The stars still shone brightly when I awoke, and Taurus high in the southern heaven shewed that it was midnight.  I awoke from disturbed dreams.  Methought I had been invited to Timon’s last feast; I came with keen appetite, the covers were removed, the hot water sent up its unsatisfying steams, while I fled before the anger of the host, who assumed the form of Raymond; while to my diseased fancy, the vessels hurled by him after me, were surcharged with fetid vapour, and my friend’s shape, altered by a thousand distortions, expanded into a gigantic phantom, bearing on its brow the sign of pestilence.  The growing shadow rose and rose, filling, and then seeming to endeavour to burst beyond, the adamantine vault that bent over, sustaining and enclosing the world.  The night-mare became torture; with a strong effort I threw off sleep, and recalled reason to her wonted functions.  My first thought was Perdita; to her I must return; her I must support, drawing such food from despair as might best sustain her wounded heart; recalling her from the wild excesses of grief, by the austere laws of duty, and the soft tenderness of regret.

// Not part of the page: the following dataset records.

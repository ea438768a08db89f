//! Host bootstrap: configuration first, then telemetry.

use std::sync::Arc;

use ortho_config::OrthoError;
use thiserror::Error;

use shuttle_config::Config;

use crate::health::HealthReporter;
use crate::telemetry::{self, TelemetryError, TelemetryHandle};

/// Source of the host configuration.
pub trait ConfigLoader: Send + Sync {
    /// Loads the host configuration.
    fn load(&self) -> Result<Config, Arc<OrthoError>>;
}

/// Loader that delegates to [`Config::load`].
#[derive(Debug, Default, Clone, Copy)]
pub struct SystemConfigLoader;

impl ConfigLoader for SystemConfigLoader {
    fn load(&self) -> Result<Config, Arc<OrthoError>> {
        Config::load()
    }
}

/// Loader that hands out a fixed configuration.
#[derive(Debug, Clone)]
pub struct StaticConfigLoader {
    config: Config,
}

impl StaticConfigLoader {
    /// Wraps `config`.
    #[must_use]
    pub const fn new(config: Config) -> Self {
        Self { config }
    }
}

impl ConfigLoader for StaticConfigLoader {
    fn load(&self) -> Result<Config, Arc<OrthoError>> {
        Ok(self.config.clone())
    }
}

/// Errors surfaced during bootstrap.
#[derive(Debug, Error)]
pub enum BootstrapError {
    /// Configuration failed to load.
    #[error("failed to load configuration: {source}")]
    Configuration {
        /// Underlying loader error.
        #[source]
        source: Arc<OrthoError>,
    },
    /// Telemetry initialisation failed.
    #[error("failed to initialise telemetry: {source}")]
    Telemetry {
        /// Underlying telemetry error.
        #[source]
        source: TelemetryError,
    },
}

/// A bootstrapped host, ready to launch the broker.
pub struct Host {
    config: Config,
    telemetry: TelemetryHandle,
    reporter: Arc<dyn HealthReporter>,
}

impl Host {
    /// The resolved configuration.
    #[must_use]
    pub const fn config(&self) -> &Config {
        &self.config
    }

    /// The telemetry handle.
    #[must_use]
    pub const fn telemetry(&self) -> TelemetryHandle {
        self.telemetry
    }

    /// The lifecycle reporter handed to [`bootstrap_with`].
    #[must_use]
    pub fn reporter(&self) -> Arc<dyn HealthReporter> {
        Arc::clone(&self.reporter)
    }
}

impl std::fmt::Debug for Host {
    fn fmt(&self, f: &mut std::fmt::Formatter<'_>) -> std::fmt::Result {
        f.debug_struct("Host")
            .field("config", &self.config)
            .field("telemetry", &self.telemetry)
            .finish_non_exhaustive()
    }
}

/// Loads configuration and installs telemetry, reporting each outcome.
///
/// # Errors
///
/// Returns [`BootstrapError::Configuration`] when `loader` fails and
/// [`BootstrapError::Telemetry`] when the subscriber cannot be installed.
pub fn bootstrap_with(
    loader: &dyn ConfigLoader,
    reporter: Arc<dyn HealthReporter>,
) -> Result<Host, BootstrapError> {
    reporter.bootstrap_starting();

    let config = match loader.load() {
        Ok(config) => config,
        Err(source) => {
            let error = BootstrapError::Configuration { source };
            reporter.bootstrap_failed(&error);
            return Err(error);
        }
    };

    let telemetry = match telemetry::initialise(&config) {
        Ok(handle) => handle,
        Err(source) => {
            let error = BootstrapError::Telemetry { source };
            reporter.bootstrap_failed(&error);
            return Err(error);
        }
    };

    reporter.bootstrap_succeeded(&config);
    Ok(Host {
        config,
        telemetry,
        reporter,
    })
}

The position of the stars was my only guide.  I turned from the awful ruin of the Golden City, and, after great exertion, succeeded in extricating myself from its enclosure.  I met a company of soldiers outside the walls; I borrowed a horse from one of them, and hastened to my sister.  The appearance of the plain was changed during this short interval; the encampment was broken up; the relics of the disbanded army met in small companies here and there; each face was clouded; every gesture spoke astonishment and dismay.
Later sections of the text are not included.